Reflexión urgente sobre maltrato indirecto y responsabilidad compartida

Por Mariana Navarro
Periodista cultural y escritora especializada en temas de ética

GUADALAJARA, Jalisco.- En una escena habitual —cada vez más frecuente en México—, un adulto mayor espera en la antesala del silencio. No hay golpes, ni gritos. Solo ausencias. Puertas cerradas. Nietos que ya no llegan. Y todo, porque alguien “sugirió” que era mejor que no lo vieran.

Vivimos una era donde el maltrato no siempre se ejecuta con violencia directa. A menudo, proviene de un acto tan sencillo como una llamada telefónica, un mensaje con doble intención, o el movimiento de un dedo que señala desde lejos. Y con eso basta para despojar a un anciano del vínculo más humano que tiene: el afecto de su familia.

Esta forma de violencia —sutil, legalizada, legitimada por sistemas burocráticos o familiares— rara vez es nombrada. Pero existe. Se trata de un maltrato encubierto por quienes, sin agredir de frente, provocan que otros lo hagan. Lo hacen con lenguaje ambiguo, escudándose en frases como: “por seguridad”, “es que ya no está bien”, “solo quería advertir”.
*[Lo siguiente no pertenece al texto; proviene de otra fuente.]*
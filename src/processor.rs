//! # Operation Processor
//!
//! Turns one validated inbound [`Operation`] into at most one counter change.
//!
//! ## State Machine
//!
//! ```text
//!                       ┌──────────┐
//!                       │ Received │  (decoded by codec)
//!                       └────┬─────┘
//!                            ▼
//!                      ┌───────────┐
//!            ┌─────────┤ Validated ├──────────┐
//!            │         └───────────┘          │
//!       increment                          multiply
//!            │                                │
//!            │            no user ──► Unauthorized
//!            │                                │
//!            │            limited ──► RateLimited        (no verifier call)
//!            │                                │
//!            │     verify (timeout) ──► PaymentTimeout / PaymentRejected
//!            │                                │          / DuplicatePayment
//!            ▼                                ▼
//!   ┌─────────────────┐        ┌─────────────────────────────────┐
//!   │  apply_delta    │        │ multiply_once: rate-limit stamp │
//!   │  (+1)           │        │ + payment consumed + multiply   │
//!   └────────┬────────┘        │ in ONE store transaction        │
//!            │                 └───────────────┬─────────────────┘
//!            └──────────────┬──────────────────┘
//!                           ▼
//!                ┌─────────────────────┐
//!                │ Applied: attribution│ ──► change feed ──► Broadcast
//!                └─────────────────────┘
//! ```
//!
//! ## Where the slow call goes
//!
//! Payment verification is a network call that may take seconds. It runs
//! strictly before any store mutation and holds no lock. A verification that
//! times out leaves the rate limit, the consumed-payment set and the counter
//! untouched.
//!
//! ## Rejections
//!
//! Every rejection is returned to the caller (the originating session), which
//! turns it into a frame for that session only. Nothing is broadcast for a
//! rejected operation.

use std::sync::Arc;
use std::time::Duration;

use tracing::{debug, error, warn};

use crate::api::CounterStore;
use crate::attribution::AttributionSink;
use crate::error::{Error, Result};
use crate::payment::{PaymentStatus, PaymentVerifier};
use crate::rate_limit::{RateLimiter, DEFAULT_RATE_LIMIT_WINDOW};
use crate::types::{ApplyResult, Attribution, AttributionRecord, Delta, Operation, PaymentIntentId, UserId};

/// Default deadline for one payment verification.
pub const DEFAULT_PAYMENT_TIMEOUT: Duration = Duration::from_secs(10);

/// Default currency multiplies must be paid in.
pub const DEFAULT_CURRENCY: &str = "usd";

/// Processor configuration.
#[derive(Debug, Clone)]
pub struct ProcessorConfig {
    /// Rolling window between a user's multiplies.
    pub rate_limit_window: Duration,

    /// Deadline for one payment verification.
    pub payment_timeout: Duration,

    /// Required payment currency (lowercase).
    pub currency: String,
}

impl Default for ProcessorConfig {
    fn default() -> Self {
        Self {
            rate_limit_window: DEFAULT_RATE_LIMIT_WINDOW,
            payment_timeout: DEFAULT_PAYMENT_TIMEOUT,
            currency: DEFAULT_CURRENCY.to_string(),
        }
    }
}

/// Applies operations to the shared counter.
///
/// Cheap to clone; every session holds one.
#[derive(Clone)]
pub struct OperationProcessor {
    store: CounterStore,
    limiter: RateLimiter,
    verifier: Arc<dyn PaymentVerifier>,
    attribution: Arc<dyn AttributionSink>,
    config: Arc<ProcessorConfig>,
}

impl OperationProcessor {
    /// Creates a processor.
    pub fn new(
        store: CounterStore,
        verifier: Arc<dyn PaymentVerifier>,
        attribution: Arc<dyn AttributionSink>,
        config: ProcessorConfig,
    ) -> Self {
        Self {
            limiter: RateLimiter::new(store.clone(), config.rate_limit_window),
            store,
            verifier,
            attribution,
            config: Arc::new(config),
        }
    }

    /// The rate limiter the processor checks.
    pub fn limiter(&self) -> &RateLimiter {
        &self.limiter
    }

    /// Processes one operation.
    ///
    /// On success the change has been committed and will reach every session
    /// through the change feed; the caller sends nothing itself.
    pub async fn process(&self, operation: Operation) -> Result<ApplyResult> {
        let result = match operation {
            Operation::Increment { attribution } => self.increment(attribution).await,
            Operation::Multiply {
                attribution,
                multiply_amount,
                payment_intent_id,
            } => {
                self.multiply(attribution, multiply_amount, payment_intent_id)
                    .await
            }
        };

        if let Err(e) = &result {
            if e.is_systemic() {
                error!(error = %e, "operation failed on the shared store");
            }
        }

        result
    }

    async fn increment(&self, attribution: Attribution) -> Result<ApplyResult> {
        let result = self
            .store
            .apply_delta(Delta::Add(1), attribution.clone())
            .await?;

        debug!(pos = %result.change.pos, "increment applied");
        self.attribute(&result, attribution);
        Ok(result)
    }

    async fn multiply(
        &self,
        attribution: Attribution,
        multiply_amount: u64,
        payment_intent_id: PaymentIntentId,
    ) -> Result<ApplyResult> {
        // 1. Authenticated user
        let user_id = attribution.user_id.clone().ok_or(Error::Unauthorized)?;

        Delta::Multiply(multiply_amount).validate()?;

        // 2. Early rate-limit check, before paying for a verification
        if let Some(wait) = self.limiter.retry_after(&user_id).await? {
            warn!(user_id = %user_id, "multiply rate limited");
            return Err(Error::RateLimited {
                retry_after_ms: wait.as_millis() as u64,
            });
        }

        // 3. Payment verification, bounded, before any mutation
        self.verify_payment(&user_id, &payment_intent_id, multiply_amount)
            .await?;

        // 4 + 5. Rate-limit stamp, payment consumption and multiply, atomically
        let result = self
            .store
            .multiply_once(
                user_id.clone(),
                payment_intent_id.clone(),
                multiply_amount,
                self.limiter.window(),
                attribution.clone(),
            )
            .await
            .inspect_err(|e| {
                if !e.is_systemic() {
                    warn!(user_id = %user_id, error = %e, "multiply rejected at apply");
                }
            })?;

        self.verifier.mark_consumed(&payment_intent_id);

        debug!(
            user_id = %user_id,
            pos = %result.change.pos,
            factor = multiply_amount,
            "multiply applied"
        );

        // 6. Credit the value delta
        self.attribute(&result, attribution);
        Ok(result)
    }

    async fn verify_payment(
        &self,
        user_id: &UserId,
        payment_intent_id: &PaymentIntentId,
        multiply_amount: u64,
    ) -> Result<()> {
        let payment = match tokio::time::timeout(
            self.config.payment_timeout,
            self.verifier.verify(payment_intent_id),
        )
        .await
        {
            Ok(verified) => verified?,
            Err(_) => {
                warn!(user_id = %user_id, payment_intent_id = %payment_intent_id, "payment verification timed out");
                return Err(Error::PaymentTimeout);
            }
        };

        let duplicate = || Error::DuplicatePayment {
            payment_intent_id: payment_intent_id.as_str().to_string(),
        };

        if payment.consumed {
            return Err(duplicate());
        }
        if payment.status != PaymentStatus::Succeeded {
            return Err(Error::PaymentRejected(format!(
                "payment has not succeeded (status: {:?})",
                payment.status
            )));
        }
        if !payment.currency.eq_ignore_ascii_case(&self.config.currency) {
            return Err(Error::PaymentRejected(format!(
                "expected currency '{}', got '{}'",
                self.config.currency, payment.currency
            )));
        }
        if payment.amount != multiply_amount {
            return Err(Error::PaymentRejected(format!(
                "payment amount {} does not match multiply amount {multiply_amount}",
                payment.amount
            )));
        }

        // The multiply transaction re-checks this atomically.
        if self.store.is_payment_consumed(payment_intent_id).await? {
            return Err(duplicate());
        }

        Ok(())
    }

    fn attribute(&self, result: &ApplyResult, attribution: Attribution) {
        self.attribution.record(AttributionRecord {
            user_id: result.change.user_id.clone().or(attribution.user_id),
            country_code: attribution.country_code,
            country_name: attribution.country_name,
            value_delta: result.value_delta(),
            delta: result.change.delta,
            pos: result.change.pos,
            timestamp_ms: result.change.timestamp_ms,
        });
    }
}

// =============================================================================
// Tests
// =============================================================================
Y lo más grave: muchas de estas personas ya son abuelos. O están a unos años de serlo.

El maltrato a los ancianos no empieza en una casa de retiro; comienza en la omisión afectiva, en la desinformación, en la manipulación emocional. Y también —hay que decirlo con claridad— en quienes instrumentalizan leyes o vínculos familiares para castigar, aislar o debilitar la figura del abuelo o abuela, por razones que rara vez tienen que ver con el cuidado.

El problema se agudiza en un país con baja cultura geriátrica, estructuras familiares frágiles y escaso acompañamiento institucional. Aislados de sus redes de amor, los adultos mayores terminan vulnerables a depresiones profundas, retrocesos cognitivos y deterioro físico acelerado. No es sólo una cuestión emocional: es una emergencia de salud pública.

Se requiere un enfoque ético, jurídico y médico que ponga límites al uso discrecional del “interés superior del menor” para impedir la convivencia con sus abuelos sin pruebas, sin análisis profesional, y sin escuchar al propio niño.

Como sociedad, no podemos seguir tolerando formas de violencia moral disfrazadas de “protección”. Ni permitir que el rencor, el ego o el castigo pasivo se impongan sobre el derecho de los adultos mayores a permanecer en el tejido familiar.

Porque lo que está en juego no es solo su presente… sino también el futuro que todos vamos a habitar.

Con los ancianos, no.
Ni directa, ni indirectamente.
Ni por acción, ni por omisión.

Es tiempo de entender que respetarlos no es un acto de bondad, sino de justicia intergeneracional.